Table 2, 20th and 80th Percentiles of Industry Factors for Employee-Based Size Standards, shows the 20th percentile and 80th percentile values for average firm size (simple and weighted), average assets size, four-firm concentration ratio, and Gini coefficient for industries with employee-based size standards.
Table 2—20th and 80th Percentiles of Industry Factors for Employee-Based Size Standards
Industries/percentiles Simple average firm size (number of employees) Weighted average firm size (number of employees) Average assets size ($ million) Four-firm concentration ratio (%) Gini coefficient Manufacturing and other industries, excluding Sectors 42 and 44-45 20th percentile 29.5 250.7 4.14 24.7 0.760 80th percentile 118.3 1,629.0 40.54 61.3 0.853 Industries in Sectors 42 and 44-45 20th percentile 12.6 199.8 3.19 16.1 0.794 80th percentile 27.9 1,693.8 11.53 38.9 0.865 Estimation of Size Standards Based on Industry Factors
An estimated size standard supported by each industry factor is derived by comparing its value for a specific industry to the 20th percentile and 80th percentile values for that factor.
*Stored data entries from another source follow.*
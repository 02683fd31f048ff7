use anyhow::Result;
use bms_data_verifier::config::{resolve_config, save_config, ConfigOverrides};
use bms_data_verifier::dynamo_store::DynamoStore;
use bms_data_verifier::verifier::{Verifier, VerifierOptions};
use clap::Parser;
use tracing_subscriber::EnvFilter;

#[derive(Parser)]
#[command(author, version, about = "Verify battery data in the DynamoDB time-series table", long_about = None)]
struct Cli {
    /// Turn debugging information on
    #[arg(short, long, action = clap::ArgAction::Count)]
    debug: u8,

    /// Sets a custom config file (JSON)
    #[arg(short, long, value_name = "FILE")]
    config: Option<String>,

    /// Write the resolved settings to FILE and exit
    #[arg(long, value_name = "FILE")]
    write_config: Option<String>,

    /// Battery ID to check [default: BAT-0x440]
    #[arg(long, env = "VERIFY_BATTERY_ID")]
    battery_id: Option<String>,

    /// AWS region [default: ap-southeast-2]
    #[arg(long, env = "AWS_REGION")]
    region: Option<String>,

    /// DynamoDB table name [default: CAN_BMS_Data_Optimized]
    #[arg(long, env = "VERIFY_TABLE")]
    table: Option<String>,

    /// Number of items to check [default: 5]
    #[arg(long, value_parser = clap::value_parser!(u32).range(1..))]
    limit: Option<u32>,

    /// Time window in seconds to check [default: 3600]
    #[arg(long, value_parser = clap::value_parser!(u64).range(1..))]
    time_window: Option<u64>,

    /// Check if the secondary indexes are being populated
    #[arg(long)]
    check_gsi: bool,

    /// Also check bucket periods against each record's timestamp
    #[arg(long)]
    strict_buckets: bool,

    /// Custom DynamoDB endpoint, e.g. http://localhost:8000
    #[arg(long, env = "VERIFY_ENDPOINT_URL")]
    endpoint_url: Option<String>,

    /// Per-request timeout in seconds [default: SDK default]
    #[arg(long, value_parser = clap::value_parser!(u64).range(1..))]
    timeout_secs: Option<u64>,
}

impl Cli {
    fn overrides(&self) -> ConfigOverrides {
        ConfigOverrides {
            battery_id: self.battery_id.clone(),
            region: self.region.clone(),
            table: self.table.clone(),
            limit: self.limit,
            time_window_secs: self.time_window,
            check_gsi: self.check_gsi,
            strict_buckets: self.strict_buckets,
            endpoint_url: self.endpoint_url.clone(),
            timeout_secs: self.timeout_secs,
        }
    }
}

fn init_logging(debug: u8) {
    let level = match debug {
        0 => "warn",
        1 => "info",
        2 => "debug",
        _ => "trace",
    };
    tracing_subscriber::fmt()
        .with_env_filter(
            EnvFilter::try_from_default_env().unwrap_or_else(|_| EnvFilter::new(level)),
        )
        .with_writer(std::io::stderr)
        .init();
}

#[tokio::main]
async fn main() -> Result<()> {
    let cli = Cli::parse();
    init_logging(cli.debug);

    let config = resolve_config(cli.config.as_deref(), cli.overrides())?;

    if let Some(path) = &cli.write_config {
        save_config(&config, path)?;
        println!("Wrote configuration to '{}'", path);
        return Ok(());
    }

    println!("DynamoDB Data Verification for {}", config.table);
    println!("Checking battery: {}", config.battery_id);
    println!("Time window: {} seconds", config.time_window_secs);
    println!("Max items to check: {}", config.limit);
    if config.strict_buckets {
        println!("Strict bucket checks: on");
    }

    let store = DynamoStore::connect(&config.dynamo_settings()).await;
    let verifier = Verifier::new(store, VerifierOptions::from(&config));

    verifier
        .check_recent(&config.battery_id, config.time_window_secs, config.limit)
        .await;

    if config.check_gsi {
        verifier.check_indexes(&config.battery_id).await;
    }

    println!("\nVerification complete!");
    Ok(())
}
If an industry's value for a particular factor is near the 20th percentile value in the distribution, the supported size standard will be one that is close to the 20th percentile value of size standards for industries in the size standards group ( i.e., industries with employee-based size standards covered by this proposed rule), which is 500 employees. If a factor for an industry is close to the 80th percentile value of that factor, it would support a size standard that is close to the 80th percentile value in the distribution of size standards, which is 1,250 employees. For a factor that is within, above, or below the 20th-80th percentile range, the size standard is calculated using linear interpolation based on the 20th percentile and 80th percentile values for that factor and the 20th percentile and 80th percentile values of size standards.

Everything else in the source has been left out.